You can read the entire, translated Ode to Joy here.  Here’s the first verse:

Joy! A spark of fire from heaven,
Daughter from Elysium,
Drunk with fire we dare to enter,
Holy One, inside your shrine.
Your magic power binds together,
What we by custom wrench apart,
All men will emerge as brothers,
Where you rest your gentle wings.

The College Of Musical Knowledge: Self-Edited Genius

Beethoven’s Fifth Symphony is one of the most recognized pieces of music in the world.  The first few notes — da-da-da DUM, da-da-da-DUM, supposedly reflecting “fate knocking at the door” — are known to pretty much everyone.
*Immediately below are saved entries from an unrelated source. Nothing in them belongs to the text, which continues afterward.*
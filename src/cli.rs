//! Command-line interface definitions for the cover-bias pipeline.
//!
//! This module defines the CLI arguments and options using the `clap` crate.
//! The pipeline has two subcommands: `crawl` downloads cover images from the
//! kiosk, `analyze` builds the tables and produces the bias reports.

use crate::catalog::{Newspaper, Resolution};
use chrono::NaiveDate;
use clap::{Args, Parser, Subcommand};
use std::path::PathBuf;

/// Command-line arguments for the cover-bias application.
///
/// # Examples
///
/// ```sh
/// # Crawl all of 2019 for all three newspapers
/// capa_bias crawl --out ./data/covers
///
/// # Crawl one newspaper over a narrower range
/// capa_bias crawl -n record --start 2019-03-01 --end 2019-03-31
///
/// # Build tables and write the reports
/// capa_bias analyze --data-dir ./data --out-dir .
/// ```
#[derive(Parser, Debug)]
#[command(author, version, about)]
pub struct Cli {
    #[command(subcommand)]
    pub command: Command,
}

/// The pipeline stages exposed as subcommands.
#[derive(Subcommand, Debug)]
pub enum Command {
    /// Download daily newspaper covers from the SAPO 24 kiosk
    Crawl(CrawlArgs),
    /// Build the covers/games tables and produce the bias reports
    Analyze(AnalyzeArgs),
}

/// Arguments of the `crawl` subcommand.
#[derive(Args, Debug)]
pub struct CrawlArgs {
    /// Output directory for the cover images
    #[arg(short, long, default_value = "./data/covers")]
    pub out: PathBuf,

    /// Newspaper to crawl (abola, record, ojogo); repeat the flag for
    /// several, omit it for all three
    #[arg(short, long, value_parser = parse_newspaper)]
    pub newspaper: Vec<Newspaper>,

    /// First day of the crawl range (YYYY-MM-DD)
    #[arg(long, default_value = "2019-01-01")]
    pub start: NaiveDate,

    /// Last day of the crawl range, inclusive (YYYY-MM-DD)
    #[arg(long, default_value = "2019-12-31")]
    pub end: NaiveDate,

    /// Cover resolution as WxH; one of the kiosk's published sizes
    #[arg(long, default_value = "1050x1305", value_parser = parse_resolution)]
    pub resolution: Resolution,
}

impl CrawlArgs {
    /// The newspapers this run covers: the selected ones, or all three
    /// when the flag was not given.
    pub fn newspapers(&self) -> Vec<Newspaper> {
        if self.newspaper.is_empty() {
            Newspaper::ALL.to_vec()
        } else {
            self.newspaper.clone()
        }
    }
}

/// Arguments of the `analyze` subcommand.
#[derive(Args, Debug)]
pub struct AnalyzeArgs {
    /// Data directory holding covers/, labels/, games_data.csv, and the
    /// table caches
    #[arg(short, long, default_value = "./data")]
    pub data_dir: PathBuf,

    /// Output directory for the rendered PNG reports
    #[arg(short, long, default_value = ".")]
    pub out_dir: PathBuf,

    /// Analysis year
    #[arg(short, long, default_value_t = 2019)]
    pub year: i32,
}

fn parse_newspaper(s: &str) -> Result<Newspaper, String> {
    Newspaper::from_key(s)
        .ok_or_else(|| format!("unknown newspaper {s:?} (expected abola, record, or ojogo)"))
}

fn parse_resolution(s: &str) -> Result<Resolution, String> {
    let (w, h) = s
        .split_once('x')
        .ok_or_else(|| format!("expected WxH, got {s:?}"))?;
    let width: u32 = w.parse().map_err(|_| format!("bad width in {s:?}"))?;
    let height: u32 = h.parse().map_err(|_| format!("bad height in {s:?}"))?;
    Resolution::from_dims(width, height).ok_or_else(|| {
        format!("unsupported resolution {s:?}; known sizes: 320x398, 640x795, 870x1081, 910x1131, 1050x1305")
    })
}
45270796_303Recently I heard an interesting broadcast on how hard Beethoven worked at the Fifth Symphony.  (You can read about the creation, and the critical reception, of this ground-breaking symphony here.)  Beethoven wrote it over the course of four years, from 1804 to 1808, and during that time he experimented with a series of different approaches to the different parts of the composition.  His notebooks and papers include “sketches” of some of those efforts that Beethoven tried, tinkered with, and ultimately rejected. 
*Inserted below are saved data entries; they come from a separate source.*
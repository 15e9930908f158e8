//! Fixed catalogs for newspapers, clubs, and annotation label classes.
//!
//! Every table in this module is an immutable enum-backed lookup built into
//! the binary; nothing here is configurable at runtime. Ordering matters:
//! label ids double as palette indices in the calendar and month renders,
//! so the numeric ids must stay exactly as the annotation files expect them.
//!
//! # Id assignments
//!
//! | Label class | Id | Tracked club | Color |
//! |-------------|----|--------------|-------|
//! | Background  | 0  | –            | –     |
//! | Benfica     | 1  | yes          | red   |
//! | Porto       | 2  | yes          | blue  |
//! | Sporting    | 3  | yes          | green |
//! | Pub (ads)   | 4  | –            | –     |
//! | Other       | 5  | yes          | gray  |

/// Portuguese month abbreviations used as x-axis labels in the plots.
pub const PT_MONTH_LABELS: [&str; 12] = [
    "Jan", "Fev", "Mar", "Abr", "Mai", "Jun", "Jul", "Ago", "Set", "Out", "Nov", "Dez",
];

/// Portuguese weekday abbreviations, Monday first, used as y-axis labels.
pub const PT_DAY_LABELS: [&str; 7] = ["Seg", "Ter", "Qua", "Qui", "Sex", "Sab", "Dom"];

/// Object classes that may appear in a cover annotation file.
///
/// The discriminants are the numeric ids stored in cover records and used
/// to index the color palette.
#[derive(Debug, Clone, Copy, PartialEq, Eq, Hash)]
#[repr(u8)]
pub enum LabelClass {
    /// Anything that is not a labelled box.
    Background = 0,
    Benfica = 1,
    Porto = 2,
    Sporting = 3,
    /// Advertisements ("publicidade").
    Pub = 4,
    /// Sports content not attributable to one of the three tracked clubs.
    Other = 5,
}

impl LabelClass {
    /// All classes in id order.
    pub const ALL: [LabelClass; 6] = [
        LabelClass::Background,
        LabelClass::Benfica,
        LabelClass::Porto,
        LabelClass::Sporting,
        LabelClass::Pub,
        LabelClass::Other,
    ];

    /// The numeric id stored in tables and annotation-derived records.
    pub fn id(self) -> u8 {
        self as u8
    }

    /// Upper-case symbolic name, matching the annotation files' `<name>`
    /// values after upper-casing.
    pub fn name(self) -> &'static str {
        match self {
            LabelClass::Background => "BACKGROUND",
            LabelClass::Benfica => "BENFICA",
            LabelClass::Porto => "PORTO",
            LabelClass::Sporting => "SPORTING",
            LabelClass::Pub => "PUB",
            LabelClass::Other => "OTHER",
        }
    }

    /// Resolve an annotation object name, case-insensitively.
    ///
    /// Returns `None` for names outside the catalog; the dataset loader
    /// treats that as a fatal data-integrity error rather than skipping
    /// the object.
    pub fn from_name(name: &str) -> Option<LabelClass> {
        let upper = name.to_uppercase();
        LabelClass::ALL.into_iter().find(|c| c.name() == upper)
    }
}

/// The tracked clubs (plus the catch-all "other"), i.e. the subset of
/// [`LabelClass`] that the reports aggregate over.
#[derive(Debug, Clone, Copy, PartialEq, Eq)]
pub enum Club {
    Benfica,
    Porto,
    Sporting,
    Other,
}

impl Club {
    /// All clubs in report order: Benfica, Porto, Sporting, Other.
    pub const ALL: [Club; 4] = [Club::Benfica, Club::Porto, Club::Sporting, Club::Other];

    /// The clubs with a match-results presence; `Other` has no fixtures.
    pub const WITH_GAMES: [Club; 3] = [Club::Benfica, Club::Porto, Club::Sporting];

    /// The label-class ids of the clubs, in report order: `[1, 2, 3, 5]`.
    pub fn ids() -> [u8; 4] {
        [
            Club::Benfica.label().id(),
            Club::Porto.label().id(),
            Club::Sporting.label().id(),
            Club::Other.label().id(),
        ]
    }

    /// The label class carrying this club's id.
    pub fn label(self) -> LabelClass {
        match self {
            Club::Benfica => LabelClass::Benfica,
            Club::Porto => LabelClass::Porto,
            Club::Sporting => LabelClass::Sporting,
            Club::Other => LabelClass::Other,
        }
    }

    /// Display name as it appears in the match-results feed and reports.
    pub fn name(self) -> &'static str {
        match self {
            Club::Benfica => "Benfica",
            Club::Porto => "Porto",
            Club::Sporting => "Sporting",
            Club::Other => "Other",
        }
    }

    /// Plot color (RGB), fixed per club across every render.
    pub fn color(self) -> (u8, u8, u8) {
        match self {
            Club::Benfica => (255, 0, 0),
            Club::Porto => (0, 0, 255),
            Club::Sporting => (0, 128, 0),
            Club::Other => (128, 128, 128),
        }
    }

    /// Reverse lookup from a label id, for palette indexing.
    pub fn from_label_id(id: u8) -> Option<Club> {
        Club::ALL.into_iter().find(|c| c.label().id() == id)
    }
}

/// The three crawled sports dailies.
///
/// Declaration order is the display order of the stacked calendar panels
/// and the month panels.
#[derive(Debug, Clone, Copy, PartialEq, Eq)]
pub enum Newspaper {
    Abola,
    Record,
    Ojogo,
}

impl Newspaper {
    /// All newspapers in display order.
    pub const ALL: [Newspaper; 3] = [Newspaper::Abola, Newspaper::Record, Newspaper::Ojogo];

    /// Display name; also the stem prefix of crawled cover files.
    pub fn name(self) -> &'static str {
        match self {
            Newspaper::Abola => "Abola",
            Newspaper::Record => "Record",
            Newspaper::Ojogo => "Ojogo",
        }
    }

    /// Lower-case key used in the cover table's `newspaper` column.
    pub fn table_key(self) -> &'static str {
        match self {
            Newspaper::Abola => "abola",
            Newspaper::Record => "record",
            Newspaper::Ojogo => "ojogo",
        }
    }

    /// The numeric identifier the SAPO 24 kiosk assigns to this title,
    /// used when building cover-page URLs.
    pub fn site_id(self) -> u32 {
        match self {
            Newspaper::Abola => 4137,
            Newspaper::Record => 4139,
            Newspaper::Ojogo => 4138,
        }
    }

    /// Case-insensitive parse of a newspaper name, for CLI arguments.
    pub fn from_key(key: &str) -> Option<Newspaper> {
        let lower = key.to_lowercase();
        Newspaper::ALL.into_iter().find(|n| n.table_key() == lower)
    }
}

/// Cover image sizes published by the kiosk.
///
/// The crawler matches these against the `W={w}&H={h}` fragments embedded
/// in the page's `srcset` descriptors.
#[derive(Debug, Clone, Copy, PartialEq, Eq)]
pub enum Resolution {
    R320x398,
    R640x795,
    R910x1131,
    R870x1081,
    R1050x1305,
}

impl Resolution {
    /// All known sizes.
    pub const ALL: [Resolution; 5] = [
        Resolution::R320x398,
        Resolution::R640x795,
        Resolution::R910x1131,
        Resolution::R870x1081,
        Resolution::R1050x1305,
    ];

    /// Width in pixels.
    pub fn width(self) -> u32 {
        self.dims().0
    }

    /// Height in pixels.
    pub fn height(self) -> u32 {
        self.dims().1
    }

    fn dims(self) -> (u32, u32) {
        match self {
            Resolution::R320x398 => (320, 398),
            Resolution::R640x795 => (640, 795),
            Resolution::R910x1131 => (910, 1131),
            Resolution::R870x1081 => (870, 1081),
            Resolution::R1050x1305 => (1050, 1305),
        }
    }

    /// The query fragment the kiosk embeds in `srcset` size descriptors.
    pub fn query_fragment(self) -> String {
        format!("W={}&H={}", self.width(), self.height())
    }

    /// Look up a catalog entry from explicit dimensions (CLI `WxH` input).
    pub fn from_dims(width: u32, height: u32) -> Option<Resolution> {
        Resolution::ALL.into_iter().find(|r| r.dims() == (width, height))
    }
}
In the broadcast, the host and a small orchestra played some of the efforts that ended up on Beethoven’s cutting room floor.  Many of those efforts were beautiful, and would have satisfied, if not delighted, most composers — but Beethoven wasn’t just any composer.  He was constantly searching for improvement, and when you hear the first drafts and failed forays compared to the finished product, you’re glad that the man was a perfectionist who was always driven to come up with something even better.  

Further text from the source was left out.